6. Educate your customers. The first step of any sale is getting the client familiar with what you are selling. Include articles of interest telling your potential clients about your services. When they call you to discuss your services, half the sale is already done; you’ve already given them your “pitch”. You will even save time (and money) because the ones who do call are interested, warm and sometimes hot prospects, not just someone calling to gather data.

7. To sell your products and/or services and reach your local market. Most customers explore alternatives and research options over the web before buying. The web may reach the world, but customers shop for local information more and more frequently than the phone book.
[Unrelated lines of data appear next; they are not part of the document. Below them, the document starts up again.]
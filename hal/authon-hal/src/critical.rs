//! Interrupt masking abstraction

/// Runs a closure with host interrupts (and preemption) disabled
///
/// Every SWI exchange, from the first edge of the command word to the last
/// CRC word, runs inside [`CriticalSection::with`]. A host that cannot
/// guarantee this cannot decode responses reliably.
pub trait CriticalSection {
    fn with<R>(&mut self, f: impl FnOnce() -> R) -> R;
}

/// Critical section that does nothing
///
/// For host-side tests and for platforms where the exchange already runs on
/// a dedicated real-time context.
#[derive(Debug, Clone, Copy, Default)]
pub struct NoCriticalSection;

impl CriticalSection for NoCriticalSection {
    fn with<R>(&mut self, f: impl FnOnce() -> R) -> R {
        f()
    }
}
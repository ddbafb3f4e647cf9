//! Time source abstraction

/// Monotonic clock with blocking delays
///
/// The timestamp decoder classifies pulse widths from [`Clock::now_ns`], so
/// its resolution bounds the smallest usable tau. Delays must block without
/// yielding; they run with interrupts disabled.
pub trait Clock {
    /// Monotonic timestamp in nanoseconds
    fn now_ns(&mut self) -> u64;

    /// Block for at least `us` microseconds
    fn delay_us(&mut self, us: u32);

    /// Monotonic timestamp in microseconds
    fn now_us(&mut self) -> u64 {
        self.now_ns() / 1_000
    }

    /// Block for at least `ms` milliseconds
    fn delay_ms(&mut self, ms: u32) {
        for _ in 0..ms {
            self.delay_us(1_000);
        }
    }
}
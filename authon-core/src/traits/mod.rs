//! Abstraction traits
//!
//! These traits define the interface between the protocol logic and the
//! platform: the physical layer below and host cryptography beside it.

pub mod crypto;
pub mod phy;

pub use crypto::HostCrypto;
pub use phy::{Interrupt, Phy, PhyError, WaitMode};
//! RP2040 implementation of the single-wire collaborator traits
//!
//! - [`gpio::FlexSwiPin`] - an embassy-rp `Flex` pin used open-drain style
//! - [`clock::EmbassyClock`] - embassy-time ticks and blocking delays
//! - [`critical::InterruptFree`] - masks interrupts on the calling core
//!
//! Exchanges run with interrupts masked, so the embassy executor does not
//! make progress during one. Keep other tasks tolerant of a few
//! milliseconds of latency.

#![no_std]
#![deny(unsafe_code)]

pub mod clock;
pub mod critical;
pub mod gpio;

pub use clock::EmbassyClock;
pub use critical::InterruptFree;
pub use gpio::FlexSwiPin;
//! Board-agnostic protocol logic for single-wire battery authentication
//!
//! This crate contains everything above the physical layer:
//!
//! - The [`traits::Phy`] seam the bit-banged driver implements
//! - Bus command primitives and bounded busy polls
//! - Device enumeration (binary trie search) and selection
//! - Register, NVM and life-span counter access
//! - Host authentication and ECC challenge/response
//! - The layered status taxonomy
//! - Configuration types and a small TOML-subset loader
//! - [`session::Session`], the handle that owns one wire

#![no_std]
#![deny(unsafe_code)]

#[cfg(test)]
extern crate std;

#[macro_use]
mod fmt;

pub mod bus;
pub mod capability;
pub mod config;
pub mod ecc;
pub mod host_auth;
pub mod lsc;
pub mod nvm;
pub mod page_buffer;
pub mod register;
pub mod search;
pub mod session;
pub mod status;
pub mod traits;

#[cfg(test)]
mod sim;

pub use capability::{Capability, DeviceFeatures};
pub use search::Uid;
pub use session::Session;
pub use status::{Error, Layer};
//! Bit-banged SWI physical layer
//!
//! # Transmit
//!
//! The host drives the line for every pulse of every word, ending each word
//! with the 5 tau stop pulse, then releases it.
//!
//! # Receive
//!
//! With the line released the device answers with the same pulse format.
//! Each interval between edges is measured twice: as a count of sampling
//! loop iterations and as a clock timestamp difference. Both decoders run
//! and the timestamp result is kept; disagreements are counted in
//! [`PhyStats`].
//!
//! # Interrupts
//!
//! A device signals completion (or a matching search probe) with a single
//! low pulse. The wait for it samples the line in short critical sections
//! so interrupts stay serviceable for the rest of the window. The host ends
//! a device's interrupt wait early with a 10 tau abort pulse.

use authon_core::config::InterfaceConfig;
use authon_core::traits::phy::{Interrupt, Phy, PhyError, WaitMode};
use authon_hal::{Clock, CriticalSection, Direction, Level, SwiPin};
use authon_protocol::timing::{pulses, reconcile, PulseWidths};
use authon_protocol::{RawWord, WireWord, WORD_BITS};

/// Abort pulse length in units of the stop pulse (10 tau)
const ABORT_STOP_PULSES: u32 = 2;

/// Longest time one level may be held inside a word, in stop pulses
const EDGE_TIMEOUT_STOP_PULSES: u64 = 2;

/// Receive counters
#[derive(Debug, Clone, Copy, PartialEq, Eq, Default)]
#[cfg_attr(feature = "defmt", derive(defmt::Format))]
pub struct PhyStats {
    /// Words decoded successfully
    pub words_received: u32,
    /// Bits where the cycle decoder disagreed with the timestamps
    pub disagreements: u32,
    /// Exchanges that failed
    pub receive_errors: u32,
}

/// Pin and clock, borrowed together inside a critical section
struct Line<P, C> {
    pin: P,
    clock: C,
}

impl<P: SwiPin, C: Clock> Line<P, C> {
    fn transmit(&mut self, word: RawWord, widths: PulseWidths) {
        for pulse in pulses(word, widths) {
            self.pin.write_level(Level::from_bool(pulse.high));
            self.clock.delay_us(pulse.width_us);
        }
    }

    /// Spin until the line leaves `level`
    ///
    /// Returns the iteration count and the timestamp of the edge, or `None`
    /// past `deadline_ns`.
    fn wait_edge(&mut self, level: Level, deadline_ns: u64) -> Option<(u32, u64)> {
        let mut count = 0u32;
        loop {
            if self.pin.read_level() != level {
                return Some((count, self.clock.now_ns()));
            }
            count = count.saturating_add(1);
            if self.clock.now_ns() > deadline_ns {
                return None;
            }
        }
    }

    /// Receive one word whose falling edge must come within `timeout_us`
    fn receive(
        &mut self,
        timeout_us: u32,
        widths: PulseWidths,
        stats: &mut PhyStats,
    ) -> Result<RawWord, PhyError> {
        let start = self.clock.now_ns();
        let (_, mut edge) = self
            .wait_edge(Level::High, start + timeout_us as u64 * 1_000)
            .ok_or(PhyError::Timeout)?;

        let edge_timeout_ns = widths.stop_us as u64 * 1_000 * EDGE_TIMEOUT_STOP_PULSES;
        let mut counts = [0u32; WORD_BITS];
        let mut intervals = [0u32; WORD_BITS];
        let mut level = Level::Low;

        for i in 0..WORD_BITS {
            let (count, next) = self
                .wait_edge(level, edge + edge_timeout_ns)
                .ok_or(PhyError::Timeout)?;
            counts[i] = count;
            intervals[i] = (next - edge).min(u32::MAX as u64) as u32;
            edge = next;
            level = level.toggled();
        }

        let reconciled = reconcile(&counts, &intervals)?;
        if reconciled.disagreements > 0 {
            stats.disagreements += reconciled.disagreements as u32;
        }
        Ok(reconciled.word)
    }

    /// Sample the line once; if a device holds it low, wait out the pulse
    fn catch_pulse(&mut self, release_ns: u64) -> bool {
        if self.pin.read_level() == Level::High {
            return false;
        }
        let fall = self.clock.now_ns();
        // A line stuck low still counts; the next exchange will time out
        let _ = self.wait_edge(Level::Low, fall + release_ns);
        true
    }
}

/// Bit-banged physical layer over one GPIO line
pub struct SwiPhy<P, C, G> {
    line: Line<P, C>,
    cs: G,
    widths: PulseWidths,
    response_timeout_us: u32,
    stats: PhyStats,
}

impl<P: SwiPin, C: Clock, G: CriticalSection> SwiPhy<P, C, G> {
    /// Create a physical layer for one configured interface
    ///
    /// The line is released so the pull-up holds it idle high.
    pub fn new(mut pin: P, clock: C, cs: G, interface: &InterfaceConfig) -> Self {
        pin.set_direction(Direction::Input);
        Self {
            line: Line { pin, clock },
            cs,
            widths: interface.timing.pulse_widths(),
            response_timeout_us: interface.response_timeout_us,
            stats: PhyStats::default(),
        }
    }

    pub fn widths(&self) -> PulseWidths {
        self.widths
    }

    pub fn stats(&self) -> PhyStats {
        self.stats
    }

    /// Give back the pin and clock
    pub fn release(self) -> (P, C) {
        (self.line.pin, self.line.clock)
    }

    fn abort_us(&self) -> u32 {
        self.widths.stop_us * ABORT_STOP_PULSES
    }
}

impl<P: SwiPin, C: Clock, G: CriticalSection> Phy for SwiPhy<P, C, G> {
    fn exchange(&mut self, tx: &[WireWord], rx: &mut [u8]) -> Result<(), PhyError> {
        let widths = self.widths;
        let response_timeout_us = self.response_timeout_us;
        let line = &mut self.line;
        let stats = &mut self.stats;

        let result = self.cs.with(|| -> Result<(), PhyError> {
            line.pin.set_direction(Direction::Output(Level::High));
            for word in tx {
                line.transmit(word.encode(), widths);
            }
            line.pin.set_direction(Direction::Input);

            // Later words follow the previous stop pulse directly
            let mut timeout_us = response_timeout_us;
            for byte in rx.iter_mut() {
                let word = line.receive(timeout_us, widths, stats)?.decode()?;
                *byte = word.into_response()?;
                stats.words_received += 1;
                timeout_us = widths.stop_us * EDGE_TIMEOUT_STOP_PULSES as u32;
            }
            Ok(())
        });

        if let Err(e) = result {
            self.stats.receive_errors += 1;
            debug!("exchange of {=usize} word(s) failed: {}", tx.len(), e);
        }
        result
    }

    fn wait_interrupt(&mut self, mode: WaitMode) -> Interrupt {
        let window_us = match mode {
            WaitMode::Poll { timeout_us } => timeout_us,
            WaitMode::Immediate => self.widths.stop_us,
        };
        let release_ns = self.abort_us() as u64 * 1_000;
        let line = &mut self.line;
        line.pin.set_direction(Direction::Input);

        // One sample per masked window; the wait itself runs unmasked
        let deadline_ns = line.clock.now_ns() + window_us as u64 * 1_000;
        loop {
            if self.cs.with(|| line.catch_pulse(release_ns)) {
                return Interrupt::Received;
            }
            if line.clock.now_ns() > deadline_ns {
                return Interrupt::None;
            }
        }
    }

    fn abort_interrupt(&mut self) {
        let abort_us = self.abort_us();
        let line = &mut self.line;
        self.cs.with(|| {
            line.pin.set_direction(Direction::Output(Level::Low));
            line.clock.delay_us(abort_us);
            line.pin.set_direction(Direction::Input);
        });
    }

    fn power_down(&mut self, hold_us: u32) {
        self.line.pin.set_direction(Direction::Output(Level::Low));
        self.line.clock.delay_us(hold_us);
    }

    fn power_up(&mut self, hold_us: u32) {
        self.line.pin.set_direction(Direction::Input);
        self.line.clock.delay_us(hold_us);
    }

    fn delay_us(&mut self, us: u32) {
        self.line.clock.delay_us(us);
    }

    fn now_us(&mut self) -> u64 {
        self.line.clock.now_us()
    }
}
8. More advertising for less money. With a web site you can have pages of full-color advertisements that run 24 hours a day and 7 days a week without the costs of printing expensive brochures, catalogs, or postcards! This tends to build peoples’ trust, which in turn, makes them more likely to purchase your products and services.

9. Bolster your current ad campaign. Include your web address in your current ad campaign and people will turn to your site for more information, rather than needing to print a lot of details in expensive print media.  In addition, as you collect email addresses your print cost continues to go down with less and less print requirements.

10. Easily publicize specials you are offering both online and through email blasts.
A newsletter can be an expensive promotional action and printing, postage, and time spent the costs can add up. With a web site you can have people who would like to receive your newsletter send you their email address. You can then email your newsletter to all of the people in your database. Continual contact with prospects leads to more clients!

11. Get referrals. Referrals are a number one way for small businesses to get new clients. On your web site you can add a “refer a friend” link where your current clients (or just visitors) can send your link to a friend who may be interested in your services. You can even include discounts to those people who referred a new client or customer, driving even more referrals!

12. Create a new customer base. Did you ever notice that many people who use the Internet do so in place of the traditional information lines (newspapers, yellow pages, etc)? With a web site you will be able to reach a whole new segment of potential clients that may have missed your current ad campaigns.

13. Obtain feedback from customers. It is easy to see what your customers respond to on the website which can help correct issues before they become a big problem.

14. Stay in easy contact. Connect with customers, salespeople, and suppliers using an email directly linked to your site (ie. J.Doe@GreatCompany.com). On your site will be a link where people will be able to email you for additional information. This is a fast and effective form of communication that enables you to get the answers or information needed for the client at your convenience. Time is money in a small business; with email you’ll be saving both.

15. Reach the media. Newsletter and newspaper editors may like something on your site and refer to it in their articles.  This is FREE advertising.

16. Test market new services and products. You may also learn that you have a market you hadn’t thought of.

17. Reach the specialized or international markets.

18. Enhance your business relationships. Tell your clients about related businesses they might be interested in, and maybe get a referral fee for it!